Faculty Spotlight

Hannah Kim

"Fiction without Mimesis: A Comparative Philosophy of Fiction"

Time: October 18, 2024 at 10 AM

Place: Modern Language 453, University of Arizona

Dr. Hannah Kim is an Assistant Professor in the Philosophy Department at the University of Arizona. Hannah Kim works on aesthetics, metaphysics, and Asian philosophy. Her current projects concern topics in philosophy of fiction, philosophy of poetry, philosophy of music, and Korean philosophy. She received her PhD in Philosophy and PhD minor in Comparative Literature from Stanford. She is an affiliate faculty at the Center of East Asian Studies, and in spring 2024, she will be teaching Asian Philosophy and a Metaphysics seminar on Fiction and Fictionalism.


Scott Gregory

Co-Director Dr. Gregory was interviewed by NewBooksNetworks 

Dr. Scott Gregory talked about his monograph, Bandits in Print, in this NBN episode

Bandits in Print: "The Water Margin" and the Transformations of the Chinese Novel (Cornell UP, 2023) uses the classic novel The Water Margin (Shuihu Zhuan) to examine the world of print in early modern China. Scott W. Gregory traces the way this beloved novel about outlaw heroes, honor, corruption, and brotherhood was adapted and changed by different editor-publishers. While in other contexts print and printing brought stability to texts, Scott shows how in the Ming print itself was an agent of textual change.
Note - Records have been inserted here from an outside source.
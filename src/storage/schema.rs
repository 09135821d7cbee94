//! SQLite schema for the word index

use rusqlite::Connection;

use crate::error::Result;

/// Tables and indexes, safe to run against an existing database
pub const CREATE_SCHEMA: &str = r#"
    CREATE TABLE IF NOT EXISTS pages (
        id INTEGER PRIMARY KEY AUTOINCREMENT,
        url TEXT NOT NULL UNIQUE,
        title TEXT,
        created_at TEXT,
        updated_at TEXT
    );

    CREATE TABLE IF NOT EXISTS words (
        id INTEGER PRIMARY KEY AUTOINCREMENT,
        stem TEXT NOT NULL UNIQUE
    );

    CREATE TABLE IF NOT EXISTS locations (
        id INTEGER PRIMARY KEY AUTOINCREMENT,
        position INTEGER NOT NULL CHECK (position >= 0),
        word_id INTEGER NOT NULL REFERENCES words(id),
        page_id INTEGER NOT NULL REFERENCES pages(id) ON DELETE CASCADE
    );

    CREATE INDEX IF NOT EXISTS idx_locations_page
        ON locations(page_id);

    CREATE INDEX IF NOT EXISTS idx_locations_word
        ON locations(word_id);
"#;

const DROP_SCHEMA: &str = r#"
    DROP TABLE IF EXISTS locations;
    DROP TABLE IF EXISTS words;
    DROP TABLE IF EXISTS pages;
"#;

/// Create the schema if it does not exist yet
pub fn create(conn: &Connection) -> Result<()> {
    conn.execute_batch(CREATE_SCHEMA)?;
    Ok(())
}

/// Drop every index table and recreate them empty, in one transaction
pub fn reset(conn: &mut Connection) -> Result<()> {
    let tx = conn.transaction()?;
    tx.execute_batch(DROP_SCHEMA)?;
    tx.execute_batch(CREATE_SCHEMA)?;
    tx.commit()?;
    Ok(())
}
Bandits in Print is a refreshing take on this traditional novel, one that highlights how malleable Water Margin really was. This book is sure to appeal to those interested in Chinese literature, Ming history, and print culture, as well as those who want to know more about the interaction between manuscript and print in the early modern world.


Wenhao Diao

Co-Director Dr. Wenhao Diao led a project "Teaching LCTLs in K-12 Schools."
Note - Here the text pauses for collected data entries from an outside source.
//! Text normalization for the word index
//!
//! Raw page text becomes a sequence of stems in four steps:
//!
//! 1. every character that is neither a word character nor whitespace is removed
//! 2. the remainder is split on whitespace
//! 3. each token is lowercased; stopwords and tokens longer than
//!    [`MAX_TOKEN_LEN`] characters are dropped
//! 4. survivors are reduced to their Snowball English stem
//!
//! The index of a stem in the resulting sequence is the position recorded
//! for it in the index.

pub mod stopwords;

use regex::Regex;
use rust_stemmers::{Algorithm, Stemmer};
use std::borrow::Cow;
use std::sync::{LazyLock, OnceLock};

pub use stopwords::is_stop_word;

/// Longest token (in characters) that is still indexed
pub const MAX_TOKEN_LEN: usize = 50;

static STEMMER: LazyLock<Stemmer> = LazyLock::new(|| Stemmer::create(Algorithm::English));

/// Remove every character that is not a word character or whitespace
pub fn strip_punctuation(text: &str) -> Cow<'_, str> {
    static PUNCTUATION_RE: OnceLock<Regex> = OnceLock::new();

    let re = PUNCTUATION_RE.get_or_init(|| Regex::new(r"[^\w\s]").expect("Invalid regex pattern"));

    re.replace_all(text, "")
}

/// Reduce a lowercased token to its stem
pub fn stem(token: &str) -> String {
    STEMMER.stem(token).into_owned()
}

/// Whether a lowercased token survives filtering
fn is_indexable(token: &str) -> bool {
    !is_stop_word(token) && token.chars().count() <= MAX_TOKEN_LEN
}

/// Whether `stem` could have been produced by [`normalize`]
pub fn is_valid_stem(stem: &str) -> bool {
    !stem.is_empty()
        && stem.chars().count() <= MAX_TOKEN_LEN
        && !stem.chars().any(char::is_whitespace)
}

/// Normalize `text` into its sequence of stems.
///
/// The returned iterator yields stems lazily, in token order, and is
/// consumed once.
pub fn normalize<T: AsRef<str> + ?Sized>(text: &T) -> Stems {
    let tokens: Vec<String> = strip_punctuation(text.as_ref())
        .split_whitespace()
        .map(str::to_lowercase)
        .collect();

    Stems {
        tokens: tokens.into_iter(),
    }
}

/// Iterator over the stems of one text, see [`normalize`]
#[derive(Debug)]
pub struct Stems {
    tokens: std::vec::IntoIter<String>,
}

impl Iterator for Stems {
    type Item = String;

    fn next(&mut self) -> Option<String> {
        self.tokens
            .find(|token| is_indexable(token))
            .map(|token| stem(&token))
    }

    fn size_hint(&self) -> (usize, Option<usize>) {
        (0, self.tokens.size_hint().1)
    }
}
The project “Teaching LCTLs in K-12 Schools” was supported by a grant from the Title VI Language Resource Center, CERCLL, at the University of Arizona. Please visit the official website: https://teaching-chinese.arizona.edu/?fbclid=IwAR0iouUcII5Wljax2NJxs5Kk…

The themes here were developed from surveys and interviews involving 221 K-12 Chinese language teachers from across the United States. The resource page is designed for teacher trainers and novice teachers alike to identify various kinds of professional development opportunities and teaching materials. We hope you will find the information useful! 


Jeehey Kim

Screening of Witnesses to Democracy: The Journey of a Mother and a Photographer & Conversation with Kim Newton and Dr. Jeehey Kim

Time: January 25, 2024

Witnesses to Democracy: the Journey of a Mother and a Photographer is an award-winning documentary film that tells the story of three people brought together by the tragic killing of college student Lee Han-yeol, whose death propelled the South Korean Democracy movement in June 1987. The film introduces us to Eunshim Bai, the mother of the slain student, Professor Emeritus Kim Newton, and Woo Seokhun. Newton, a former freelance photographer in Seoul, returned to South Korea a few years ago in the midst of a modern-day social uprising to participate in the making of this important social documentary.


Albert Welter

"In Search of Zen Studies:  The Central Role of Chan/Zen Syncretism"

Time: November 11, 2023

Zen enthralled the world throughout much of the twentieth century, and Zen studies became a major academic discipline in its wake. Interpreted through the lens of Japanese Zen and its reaction to events in the modern world, Zen studies incorporated a broad range of Zen-related movements in the Asian Buddhist world, ranging from India to Japan and places in between. As broad reaching as the scope of Zen studies was, it was clearly rooted in a Japanese context, and aspects of the “Zen experience” that did not fit aspirations framed by modern Rinzai Zen orthodoxy tended to be marginalized and ignored.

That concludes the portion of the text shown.